(Collected data)
+ + + +
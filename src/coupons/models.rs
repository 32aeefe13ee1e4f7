use chrono::{DateTime, Utc};
use rust_decimal::Decimal;
use serde::{Deserialize, Serialize};
use sqlx::FromRow;
use utoipa::{IntoParams, ToSchema};
use uuid::Uuid;

use crate::pricing::PriceCalculator;

/// Percentage coupon
#[derive(Debug, Clone, PartialEq, Serialize, Deserialize, FromRow, ToSchema)]
pub struct Coupon {
    pub id: Uuid,
    #[schema(example = "SUMMER20")]
    pub code: String,
    #[schema(example = "20")]
    pub percentage: Decimal,
    pub expires_at: DateTime<Utc>,
    pub is_active: bool,
    /// Stored for reporting; redemptions are not counted against it
    pub max_uses: i32,
    pub created_at: DateTime<Utc>,
}

/// Why a coupon cannot be applied
#[derive(Debug, Clone, Copy, PartialEq, Eq)]
pub enum CouponRejection {
    NotFound,
    Inactive,
    Expired,
}

impl CouponRejection {
    pub fn message(&self) -> &'static str {
        match self {
            CouponRejection::NotFound => "Coupon not found",
            CouponRejection::Inactive => "Coupon is inactive",
            CouponRejection::Expired => "Coupon has expired",
        }
    }
}

impl Coupon {
    /// Usable at `now`: active and not past its expiry (expiry instant included)
    pub fn check(&self, now: DateTime<Utc>) -> Result<(), CouponRejection> {
        if !self.is_active {
            return Err(CouponRejection::Inactive);
        }
        if now > self.expires_at {
            return Err(CouponRejection::Expired);
        }
        Ok(())
    }

    /// Discount on `total`, rounded to cents
    pub fn discount_on(&self, total: Decimal) -> Decimal {
        PriceCalculator::coupon_discount(total, self.percentage)
    }
}

/// Response for GET /api/coupons/:code/validate
#[derive(Debug, Serialize, ToSchema)]
pub struct CouponValidation {
    pub valid: bool,
    #[serde(skip_serializing_if = "Option::is_none")]
    pub message: Option<String>,
    #[serde(skip_serializing_if = "Option::is_none")]
    pub coupon: Option<Coupon>,
}

impl CouponValidation {
    pub fn accepted(coupon: Coupon) -> Self {
        Self {
            valid: true,
            message: None,
            coupon: Some(coupon),
        }
    }

    pub fn rejected(reason: CouponRejection) -> Self {
        Self {
            valid: false,
            message: Some(reason.message().to_string()),
            coupon: None,
        }
    }
}

#[derive(Debug, Deserialize, IntoParams)]
#[into_params(parameter_in = Query)]
pub struct QuoteParams {
    /// Order total the coupon applies to
    pub total: Option<Decimal>,
}

/// Response for GET /api/coupons/:code/quote
#[derive(Debug, Clone, PartialEq, Serialize, ToSchema)]
pub struct CouponQuote {
    pub code: String,
    pub percentage: Decimal,
    pub discount_amount: Decimal,
    pub discounted_total: Decimal,
}

impl CouponQuote {
    pub fn for_total(coupon: &Coupon, total: Decimal) -> Self {
        let discount_amount = coupon.discount_on(total);
        Self {
            code: coupon.code.clone(),
            percentage: coupon.percentage,
            discount_amount,
            discounted_total: total - discount_amount,
        }
    }
}

#[cfg(test)]
mod tests {
    use super::*;
    use chrono::Duration;
    use rust_decimal_macros::dec;

    fn coupon(is_active: bool, expires_in: Duration) -> Coupon {
        let now = Utc::now();
        Coupon {
            id: Uuid::new_v4(),
            code: "SAVE10".into(),
            percentage: dec!(10),
            expires_at: now + expires_in,
            is_active,
            max_uses: 0,
            created_at: now,
        }
    }

    #[test]
    fn test_active_unexpired_coupon_passes() {
        assert_eq!(coupon(true, Duration::hours(1)).check(Utc::now()), Ok(()));
    }

    #[test]
    fn test_inactive_reported_before_expiry() {
        let c = coupon(false, Duration::hours(-1));
        assert_eq!(c.check(Utc::now()), Err(CouponRejection::Inactive));
    }

    #[test]
    fn test_expired_coupon() {
        let c = coupon(true, Duration::hours(-1));
        assert_eq!(c.check(Utc::now()), Err(CouponRejection::Expired));
    }

    #[test]
    fn test_expiry_instant_is_still_valid() {
        let c = coupon(true, Duration::zero());
        assert_eq!(c.check(c.expires_at), Ok(()));
    }

    #[test]
    fn test_quote() {
        let quote = CouponQuote::for_total(&coupon(true, Duration::hours(1)), dec!(59.90));
        assert_eq!(quote.discount_amount, dec!(5.99));
        assert_eq!(quote.discounted_total, dec!(53.91));
    }
}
+ + + +
(Work request) Scan the lines above for "Option", then copy every one that has it.

(Your response)
    #[serde(skip_serializing_if = "Option::is_none")]
    pub message: Option<String>,
    #[serde(skip_serializing_if = "Option::is_none")]
    pub coupon: Option<Coupon>,
    pub total: Option<Decimal>,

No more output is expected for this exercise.